╭─ PROVIDED RECORDS

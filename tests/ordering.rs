//! Per-connection request ordering across worker pool sizes.

use std::{
    sync::{Arc, Mutex},
    time::Duration,
};

use rstest::rstest;
use tokio::time::sleep;
use wirework::{config::ServerConfig, request::Request, router::handler, server::Server};
use wirework_testing::{FrameClient, TestServer};

const REQUESTS: u32 = 32;
const CLIENTS: usize = 3;

/// Echo server whose handler yields for a moment on odd sequence numbers so
/// that any reordering between workers would surface.
fn sequencing_server(workers: usize, seen: Arc<Mutex<Vec<(u64, u32)>>>) -> Server {
    Server::with_config(
        "ordering",
        ServerConfig {
            worker_pool_size: workers,
            ..ServerConfig::default()
        },
    )
    .add_router(
        1,
        handler(move |req: Request| {
            let seen = Arc::clone(&seen);
            async move {
                let seq = u32::from_le_bytes(
                    <[u8; 4]>::try_from(&req.data()[..4]).expect("four byte sequence"),
                );
                if seq % 2 == 1 {
                    sleep(Duration::from_millis(1)).await;
                }
                seen.lock()
                    .expect("lock")
                    .push((req.connection().id().as_u64(), seq));
                let _ = req.connection().send_msg_wait(1, req.data().clone()).await;
            }
        }),
    )
    .expect("register")
}

#[rstest]
#[case::inline(0)]
#[case::single(1)]
#[case::few(2)]
#[case::many(8)]
#[tokio::test(flavor = "multi_thread", worker_threads = 4)]
async fn requests_are_handled_in_arrival_order(#[case] workers: usize) {
    let seen = Arc::new(Mutex::new(Vec::new()));
    let server = TestServer::spawn(sequencing_server(workers, Arc::clone(&seen))).await;

    let mut tasks = Vec::new();
    for _ in 0..CLIENTS {
        let addr = server.addr();
        tasks.push(tokio::spawn(async move {
            let mut client = FrameClient::connect(addr).await.expect("connect");
            for seq in 0..REQUESTS {
                client.send(1, seq.to_le_bytes().to_vec()).await.expect("send");
            }
            for seq in 0..REQUESTS {
                let reply = client.recv().await.expect("reply");
                assert_eq!(reply.data().as_ref(), seq.to_le_bytes().as_slice());
            }
        }));
    }
    for task in tasks {
        task.await.expect("client task");
    }
    server.shutdown().await;

    let seen = seen.lock().expect("lock");
    assert_eq!(seen.len(), CLIENTS * REQUESTS as usize);
    let mut ids: Vec<u64> = seen.iter().map(|(id, _)| *id).collect();
    ids.sort_unstable();
    ids.dedup();
    for id in ids {
        let order: Vec<u32> = seen
            .iter()
            .filter(|(conn, _)| *conn == id)
            .map(|(_, seq)| *seq)
            .collect();
        assert_eq!(order, (0..REQUESTS).collect::<Vec<_>>(), "connection {id}");
    }
}
//! Global log capture for tests.

use std::sync::{Mutex, MutexGuard, OnceLock};

use log::Level;
use logtest::Logger;
use rstest::fixture;

/// Handle to the global logger with exclusive access.
///
/// `log` allows one logger per process, so tests share a single
/// [`logtest::Logger`] and serialise access to it through this guard.
pub struct LoggerHandle {
    guard: MutexGuard<'static, Logger>,
}

impl LoggerHandle {
    /// Acquire the global [`Logger`] instance.
    ///
    /// # Panics
    ///
    /// Panics if a previous holder panicked while holding the lock.
    #[must_use]
    pub fn new() -> Self {
        static LOGGER: OnceLock<Mutex<Logger>> = OnceLock::new();

        let logger = LOGGER.get_or_init(|| Mutex::new(Logger::start()));
        let guard = logger.lock().expect("logger poisoned");

        Self { guard }
    }

    /// Discard every captured record.
    pub fn clear(&mut self) { while self.guard.pop().is_some() {} }

    /// Drain captured records, returning whether one at `level` contains
    /// `needle`.
    pub fn drain_contains(&mut self, level: Level, needle: &str) -> bool {
        let mut found = false;
        while let Some(record) = self.guard.pop() {
            if record.level() == level && record.args().contains(needle) {
                found = true;
            }
        }
        found
    }
}

impl Default for LoggerHandle {
    fn default() -> Self { Self::new() }
}

impl std::ops::Deref for LoggerHandle {
    type Target = Logger;

    fn deref(&self) -> &Self::Target { &self.guard }
}

impl std::ops::DerefMut for LoggerHandle {
    fn deref_mut(&mut self) -> &mut Self::Target { &mut self.guard }
}

#[allow(
    unused_braces,
    reason = "rustc false positive for single line rstest fixtures"
)]
#[fixture]
pub fn logger() -> LoggerHandle { LoggerHandle::new() }
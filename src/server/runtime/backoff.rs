//! Accept-error back-off.

use std::time::Duration;

/// Exponential back-off applied when `accept()` fails.
///
/// The first retry waits `initial_delay`; each further consecutive failure
/// doubles the wait up to `max_delay`. A successful accept resets it.
///
/// Defaults: `initial_delay` 10 ms, `max_delay` 1 s.
#[derive(Clone, Copy, Debug, PartialEq, Eq)]
pub struct BackoffConfig {
    /// Wait after the first failure.
    pub initial_delay: Duration,
    /// Cap on the wait between retries.
    pub max_delay: Duration,
}

impl Default for BackoffConfig {
    fn default() -> Self {
        Self {
            initial_delay: Duration::from_millis(10),
            max_delay: Duration::from_secs(1),
        }
    }
}

impl BackoffConfig {
    /// Raise both delays to at least 1 ms and order them.
    ///
    /// ```
    /// use std::time::Duration;
    ///
    /// use wirework::server::BackoffConfig;
    ///
    /// let cfg = BackoffConfig {
    ///     initial_delay: Duration::from_millis(5),
    ///     max_delay: Duration::ZERO,
    /// }
    /// .normalized();
    /// assert_eq!(cfg.initial_delay, Duration::from_millis(1));
    /// assert_eq!(cfg.max_delay, Duration::from_millis(5));
    /// ```
    #[must_use]
    pub fn normalized(mut self) -> Self {
        self.initial_delay = self.initial_delay.max(Duration::from_millis(1));
        self.max_delay = self.max_delay.max(Duration::from_millis(1));
        if self.initial_delay > self.max_delay {
            std::mem::swap(&mut self.initial_delay, &mut self.max_delay);
        }
        self
    }

    /// Wait to use after a failure that followed a wait of `current`.
    #[must_use]
    pub fn next_delay(&self, current: Duration) -> Duration {
        current.saturating_mul(2).min(self.max_delay)
    }
}
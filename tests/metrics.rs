#![cfg(feature = "metrics")]
//! Tests for `wirework` metrics.
//!
//! Helper tests use a thread-local `DebuggingRecorder`; the end-to-end test
//! installs one globally because connection tasks record from many threads.

use std::sync::OnceLock;

use metrics_util::debugging::{DebugValue, DebuggingRecorder, Snapshotter};
use rstest::rstest;
use wirework::metrics::{self as wm, Direction};
use wirework_testing::{FrameClient, TestServer, echo_server};

/// Creates a debugging recorder and snapshotter for metrics testing.
fn debugging_recorder_setup() -> (Snapshotter, DebuggingRecorder) {
    let recorder = DebuggingRecorder::new();
    let snapshotter = recorder.snapshotter();
    (snapshotter, recorder)
}

fn counter(snapshotter: &Snapshotter, name: &str, label: Option<(&str, &str)>) -> u64 {
    snapshotter
        .snapshot()
        .into_vec()
        .into_iter()
        .filter(|(k, _, _, _)| {
            k.key().name() == name
                && label.is_none_or(|(key, value)| {
                    k.key()
                        .labels()
                        .any(|l| l.key() == key && l.value() == value)
                })
        })
        .map(|(_, _, _, v)| match v {
            DebugValue::Counter(c) => c,
            _ => 0,
        })
        .sum()
}

#[rstest]
#[case(Direction::Inbound, "inbound")]
#[case(Direction::Outbound, "outbound")]
fn frame_metric_is_labelled_by_direction(#[case] direction: Direction, #[case] label: &str) {
    let (snapshotter, recorder) = debugging_recorder_setup();
    metrics::with_local_recorder(&recorder, || wm::inc_frames(direction));
    assert_eq!(
        counter(&snapshotter, wm::FRAMES_PROCESSED, Some(("direction", label))),
        1
    );
}

#[rstest]
#[case(1)]
#[case(3)]
fn handler_faults_are_counted(#[case] expected: u64) {
    let (snapshotter, recorder) = debugging_recorder_setup();
    metrics::with_local_recorder(&recorder, || {
        (0..expected).for_each(|_| wm::inc_handler_faults());
    });
    assert_eq!(counter(&snapshotter, wm::HANDLER_FAULTS, None), expected);
}

#[test]
fn refusals_and_errors_are_counted() {
    let (snapshotter, recorder) = debugging_recorder_setup();
    metrics::with_local_recorder(&recorder, || {
        wm::inc_connections_refused();
        wm::inc_errors();
        wm::inc_errors();
    });
    assert_eq!(counter(&snapshotter, wm::CONNECTIONS_REFUSED, None), 1);
    assert_eq!(counter(&snapshotter, wm::ERRORS_TOTAL, None), 2);
}

#[test]
fn connection_gauge_balances() {
    let (snapshotter, recorder) = debugging_recorder_setup();
    metrics::with_local_recorder(&recorder, || {
        wm::inc_connections();
        wm::inc_connections();
        wm::dec_connections();
    });
    let gauge = snapshotter
        .snapshot()
        .into_vec()
        .into_iter()
        .find(|(k, _, _, _)| k.key().name() == wm::CONNECTIONS_ACTIVE)
        .map(|(_, _, _, v)| v);
    assert!(matches!(gauge, Some(DebugValue::Gauge(g)) if g.into_inner() == 1.0));
}

fn global_snapshotter() -> &'static Snapshotter {
    static SNAPSHOTTER: OnceLock<Snapshotter> = OnceLock::new();
    SNAPSHOTTER.get_or_init(|| {
        let (snapshotter, recorder) = debugging_recorder_setup();
        metrics::set_global_recorder(recorder).expect("no other global recorder");
        snapshotter
    })
}

#[tokio::test]
async fn served_frames_are_counted_in_both_directions() {
    let snapshotter = global_snapshotter();
    let server = TestServer::spawn(echo_server(1)).await;
    let mut client = FrameClient::connect(server.addr()).await.expect("connect");
    for _ in 0..3 {
        client.request(1, "ping").await.expect("echo");
    }

    // The writer records after the bytes leave, so allow it to catch up.
    for label in ["inbound", "outbound"] {
        tokio::time::timeout(std::time::Duration::from_secs(5), async {
            while counter(snapshotter, wm::FRAMES_PROCESSED, Some(("direction", label))) < 3 {
                tokio::time::sleep(std::time::Duration::from_millis(5)).await;
            }
        })
        .await
        .expect("frames counted");
    }
    drop(client);
    server.shutdown().await;
}
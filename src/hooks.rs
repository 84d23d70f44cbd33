//! Connection lifecycle callbacks.
//!
//! [`LifecycleHooks`] stores the optional start and stop callbacks registered
//! on the server. The start hook runs after a connection is registered and
//! before its pumps begin reading; the stop hook runs exactly once after both
//! pumps have exited and the socket is closed.

use std::{future::Future, panic::AssertUnwindSafe, sync::Arc};

use futures::{FutureExt, future::BoxFuture};
use log::error;

use crate::{connection::Connection, fault::format_panic};

/// Type-erased lifecycle callback.
pub type ConnectionHook = Arc<dyn Fn(Connection) -> BoxFuture<'static, ()> + Send + Sync>;

/// Box an async closure as a [`ConnectionHook`].
pub fn connection_hook<F, Fut>(f: F) -> ConnectionHook
where
    F: Fn(Connection) -> Fut + Send + Sync + 'static,
    Fut: Future<Output = ()> + Send + 'static,
{
    Arc::new(move |conn| f(conn).boxed())
}

/// Optional start and stop callbacks shared by every connection.
#[derive(Clone, Default)]
pub struct LifecycleHooks {
    on_start: Option<ConnectionHook>,
    on_stop: Option<ConnectionHook>,
}

impl LifecycleHooks {
    /// Replace the start callback.
    #[must_use]
    pub fn with_start(mut self, hook: ConnectionHook) -> Self {
        self.on_start = Some(hook);
        self
    }

    /// Replace the stop callback.
    #[must_use]
    pub fn with_stop(mut self, hook: ConnectionHook) -> Self {
        self.on_stop = Some(hook);
        self
    }

    /// Whether a start callback is registered.
    #[must_use]
    pub fn has_start(&self) -> bool { self.on_start.is_some() }

    /// Whether a stop callback is registered.
    #[must_use]
    pub fn has_stop(&self) -> bool { self.on_stop.is_some() }

    pub(crate) async fn run_start(&self, conn: &Connection) {
        run_hook("start", self.on_start.as_ref(), conn).await;
    }

    pub(crate) async fn run_stop(&self, conn: &Connection) {
        run_hook("stop", self.on_stop.as_ref(), conn).await;
    }
}

impl std::fmt::Debug for LifecycleHooks {
    fn fmt(&self, f: &mut std::fmt::Formatter<'_>) -> std::fmt::Result {
        f.debug_struct("LifecycleHooks")
            .field("on_start", &self.has_start())
            .field("on_stop", &self.has_stop())
            .finish()
    }
}

/// Run a callback, logging and discarding any panic.
async fn run_hook(kind: &str, hook: Option<&ConnectionHook>, conn: &Connection) {
    let Some(hook) = hook else { return };
    let id = conn.id();
    if let Err(panic) = AssertUnwindSafe(hook(conn.clone())).catch_unwind().await {
        crate::metrics::inc_handler_faults();
        let panic_msg = format_panic(panic.as_ref());
        error!("{kind} hook panicked: conn_id={id}, panic={panic_msg}");
        tracing::error!(hook = kind, conn_id = %id, panic = %panic_msg, "lifecycle hook panicked");
    }
}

╰─

EXERCISE BRIEF
Lines that include the word "kind" are to be extracted from the data above.

EXERCISE OUTPUT
async fn run_hook(kind: &str, hook: Option<&ConnectionHook>, conn: &Connection) {
        error!("{kind} hook panicked: conn_id={id}, panic={panic_msg}");
        tracing::error!(hook = kind, conn_id = %id, panic = %panic_msg, "lifecycle hook panicked");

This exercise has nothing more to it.